Senolytic Treatment Reduces Acute and Chronic Lung Inflammation in an Aged Mouse Model of Influenza

ABSTRACT Influenza A virus continues to pose a significant global health burden, with older individuals experiencing disproportionate morbidity and mortality. Although aging is associated with the accumulation of senescent cells, the extent to which cellular senescence contributes to influenza severity remains poorly understood. The aim of this study was to evaluate the therapeutic potential of the senolytic drug ABT‐263, a B cell lymphoma‐2 inhibitor, in mitigating both acute and chronic damage in an aged mouse model of influenza.
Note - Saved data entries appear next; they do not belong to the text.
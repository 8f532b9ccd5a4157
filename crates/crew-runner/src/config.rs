use crate::{Result, RunnerError};
use serde::{Deserialize, Serialize};
use std::fs;
use std::path::{Path, PathBuf};
use tracing::debug;

const APP_DIR: &str = "crew";

fn home_dir() -> PathBuf {
    std::env::var_os("HOME")
        .map(PathBuf::from)
        .unwrap_or_else(std::env::temp_dir)
}

/// `$XDG_CONFIG_HOME/crew`, falling back to `~/.config/crew`.
pub fn config_dir() -> PathBuf {
    match std::env::var_os("XDG_CONFIG_HOME") {
        Some(xdg) if !xdg.is_empty() => PathBuf::from(xdg).join(APP_DIR),
        _ => home_dir().join(".config").join(APP_DIR),
    }
}

/// `$CREW_CONFIG`, falling back to `config.yaml` inside [`config_dir`].
pub fn default_config_path() -> PathBuf {
    match std::env::var_os("CREW_CONFIG") {
        Some(p) if !p.is_empty() => PathBuf::from(p),
        _ => config_dir().join("config.yaml"),
    }
}

#[derive(Debug, Clone, PartialEq, Serialize, Deserialize)]
#[serde(default)]
pub struct RuntimeSection {
    pub preferred: String,
    pub stop_timeout_secs: u64,
}

impl Default for RuntimeSection {
    fn default() -> Self {
        Self {
            preferred: "auto".to_string(),
            stop_timeout_secs: 10,
        }
    }
}

/// In-container ports that a host port block maps onto, in block order.
#[derive(Debug, Clone, Copy, PartialEq, Eq, Serialize, Deserialize)]
#[serde(default)]
pub struct ServicePorts {
    pub service: u16,
    pub shell: u16,
    pub control: u16,
    pub status: u16,
}

impl ServicePorts {
    pub fn as_array(&self) -> [u16; 4] {
        [self.service, self.shell, self.control, self.status]
    }
}

impl Default for ServicePorts {
    fn default() -> Self {
        Self {
            service: 3000,
            shell: 7681,
            control: 7682,
            status: 7683,
        }
    }
}

#[derive(Debug, Clone, PartialEq, Serialize, Deserialize)]
#[serde(default)]
pub struct ContainerSection {
    pub image: String,
    pub base_port: u16,
    pub max_port: u16,
    pub workspace_mount: String,
    pub service_ports: ServicePorts,
    pub keepalive_command: Vec<String>,
    pub env: Vec<String>,
}

impl Default for ContainerSection {
    fn default() -> Self {
        Self {
            image: "crew-dev:latest".to_string(),
            base_port: 8080,
            max_port: 8180,
            workspace_mount: "/workspace".to_string(),
            service_ports: ServicePorts::default(),
            keepalive_command: vec!["sleep".to_string(), "infinity".to_string()],
            env: Vec::new(),
        }
    }
}

#[derive(Debug, Clone, PartialEq, Serialize, Deserialize)]
#[serde(default)]
pub struct GitSection {
    pub worktree_base: PathBuf,
}

impl Default for GitSection {
    fn default() -> Self {
        Self {
            worktree_base: home_dir().join(".crew").join("worktrees"),
        }
    }
}

#[derive(Debug, Clone, PartialEq, Serialize, Deserialize)]
#[serde(default)]
pub struct SessionsSection {
    pub base_dir: PathBuf,
}

impl Default for SessionsSection {
    fn default() -> Self {
        Self {
            base_dir: home_dir().join(".crew").join("sessions"),
        }
    }
}

#[derive(Debug, Clone, PartialEq, Serialize, Deserialize)]
#[serde(default)]
pub struct DispatchSection {
    pub keep_environments: bool,
    pub use_snapshots: bool,
}

impl Default for DispatchSection {
    fn default() -> Self {
        Self {
            keep_environments: false,
            use_snapshots: true,
        }
    }
}

#[derive(Debug, Clone, PartialEq, Serialize, Deserialize)]
#[serde(default)]
pub struct AgentSection {
    /// argv prefix; the work item prompt is appended as the final argument.
    pub command: Vec<String>,
}

impl Default for AgentSection {
    fn default() -> Self {
        Self {
            command: vec![
                "claude".to_string(),
                "-p".to_string(),
                "--dangerously-skip-permissions".to_string(),
            ],
        }
    }
}

#[derive(Debug, Clone, PartialEq, Serialize, Deserialize)]
#[serde(default)]
pub struct LoggingSection {
    pub level: String,
}

impl Default for LoggingSection {
    fn default() -> Self {
        Self {
            level: "info".to_string(),
        }
    }
}

#[derive(Debug, Clone, Default, PartialEq, Serialize, Deserialize)]
#[serde(default)]
pub struct CrewConfig {
    pub runtime: RuntimeSection,
    pub container: ContainerSection,
    pub git: GitSection,
    pub sessions: SessionsSection,
    pub dispatch: DispatchSection,
    pub agent: AgentSection,
    pub logging: LoggingSection,
}

impl CrewConfig {
    pub fn from_yaml_str(text: &str) -> Result<Self> {
        if text.trim().is_empty() {
            return Ok(Self::default());
        }
        Ok(serde_yaml::from_str(text)?)
    }

    /// A missing file yields the defaults.
    pub fn load(path: Option<&Path>) -> Result<Self> {
        let path = path
            .map(Path::to_path_buf)
            .unwrap_or_else(default_config_path);
        let mut cfg = match fs::read_to_string(&path) {
            Ok(text) => {
                debug!(path = %path.display(), "loading config");
                Self::from_yaml_str(&text)?
            }
            Err(e) if e.kind() == std::io::ErrorKind::NotFound => Self::default(),
            Err(e) => return Err(e.into()),
        };
        cfg.apply_env_overrides(|key| std::env::var(key).ok());
        cfg.validate()?;
        Ok(cfg)
    }

    pub fn apply_env_overrides(&mut self, lookup: impl Fn(&str) -> Option<String>) {
        let get = |key: &str| lookup(key).filter(|v| !v.is_empty());
        if let Some(v) = get("CREW_IMAGE") {
            self.container.image = v;
        }
        if let Some(v) = get("CREW_RUNTIME") {
            self.runtime.preferred = v;
        }
        if let Some(v) = get("CREW_WORKTREE_BASE") {
            self.git.worktree_base = PathBuf::from(v);
        }
        if let Some(v) = get("CREW_SESSIONS_DIR") {
            self.sessions.base_dir = PathBuf::from(v);
        }
    }

    pub fn validate(&self) -> Result<()> {
        let c = &self.container;
        if u32::from(c.base_port) + 3 > u32::from(c.max_port) {
            return Err(RunnerError::Config(format!(
                "container port range {}-{} cannot hold a 4-port block",
                c.base_port, c.max_port
            )));
        }
        if self.agent.command.is_empty() {
            return Err(RunnerError::Config("agent.command must not be empty".into()));
        }
        if c.image.trim().is_empty() {
            return Err(RunnerError::Config("container.image must not be empty".into()));
        }
        Ok(())
    }
}

#[cfg(test)]
mod tests {
    use super::*;

    #[test]
    fn empty_document_yields_defaults() {
        let cfg = CrewConfig::from_yaml_str("").expect("defaults");
        assert_eq!(cfg.container.base_port, 8080);
        assert_eq!(cfg.container.max_port, 8180);
        assert_eq!(cfg.runtime.preferred, "auto");
        assert!(cfg.dispatch.use_snapshots);
        cfg.validate().expect("defaults are valid");
    }

    #[test]
    fn partial_document_keeps_other_defaults() {
        let cfg = CrewConfig::from_yaml_str(
            "container:\n  image: my-agent:1\n  base_port: 9000\ndispatch:\n  keep_environments: true\n",
        )
        .expect("parse");
        assert_eq!(cfg.container.image, "my-agent:1");
        assert_eq!(cfg.container.base_port, 9000);
        assert_eq!(cfg.container.max_port, 8180);
        assert_eq!(cfg.container.workspace_mount, "/workspace");
        assert!(cfg.dispatch.keep_environments);
        assert_eq!(cfg.agent.command[0], "claude");
    }

    #[test]
    fn env_overrides_replace_file_values() {
        let mut cfg = CrewConfig::default();
        cfg.apply_env_overrides(|key| match key {
            "CREW_IMAGE" => Some("override:latest".to_string()),
            "CREW_RUNTIME" => Some("podman".to_string()),
            "CREW_SESSIONS_DIR" => Some(String::new()),
            _ => None,
        });
        assert_eq!(cfg.container.image, "override:latest");
        assert_eq!(cfg.runtime.preferred, "podman");
        assert_eq!(cfg.sessions.base_dir, SessionsSection::default().base_dir);
    }

    #[test]
    fn narrow_port_range_is_rejected() {
        let mut cfg = CrewConfig::default();
        cfg.container.base_port = 9000;
        cfg.container.max_port = 9002;
        let err = cfg.validate().expect_err("range too small");
        assert!(err.to_string().contains("9000-9002"));
    }

    #[test]
    fn load_of_missing_file_is_default() {
        let path = std::env::temp_dir().join(format!(
            "crew_missing_config_{}.yaml",
            std::process::id()
        ));
        let cfg = CrewConfig::load(Some(&path)).expect("missing file is fine");
        assert_eq!(cfg.container.service_ports.as_array(), [3000, 7681, 7682, 7683]);
    }
}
Early administration of ABT‐263, beginning one day prior to infection, did not prevent body weight loss, reduce pulmonary viral load, or improve clinical scores in aged mice. However, ABT‐263 treatment significantly reduced lung inflammation in aged mice, coinciding with changes in the expression of senescence‐associated markers. ABT‐263 also reduced intestinal inflammation and mitigated virus‐induced gut dysbiosis, a known contributor to disease severity and secondary outcomes. Although the treatment lowered antigen‐specific CD8 + T cell responses, it did not affect influenza‐specific antibody production nor pulmonary defense against reinfection. Notably, ABT‐263 reduced long‐term pulmonary sequelae including edema, type II hyperplasia, emphysema and epithelial damage. Overall, ABT‐263 therapy partially mitigates influenza severity in aged mice, primarily through dampening acute and chronic inflammation. Most of these effects were age‐dependent, suggesting a role for pre‐existing senescent cells.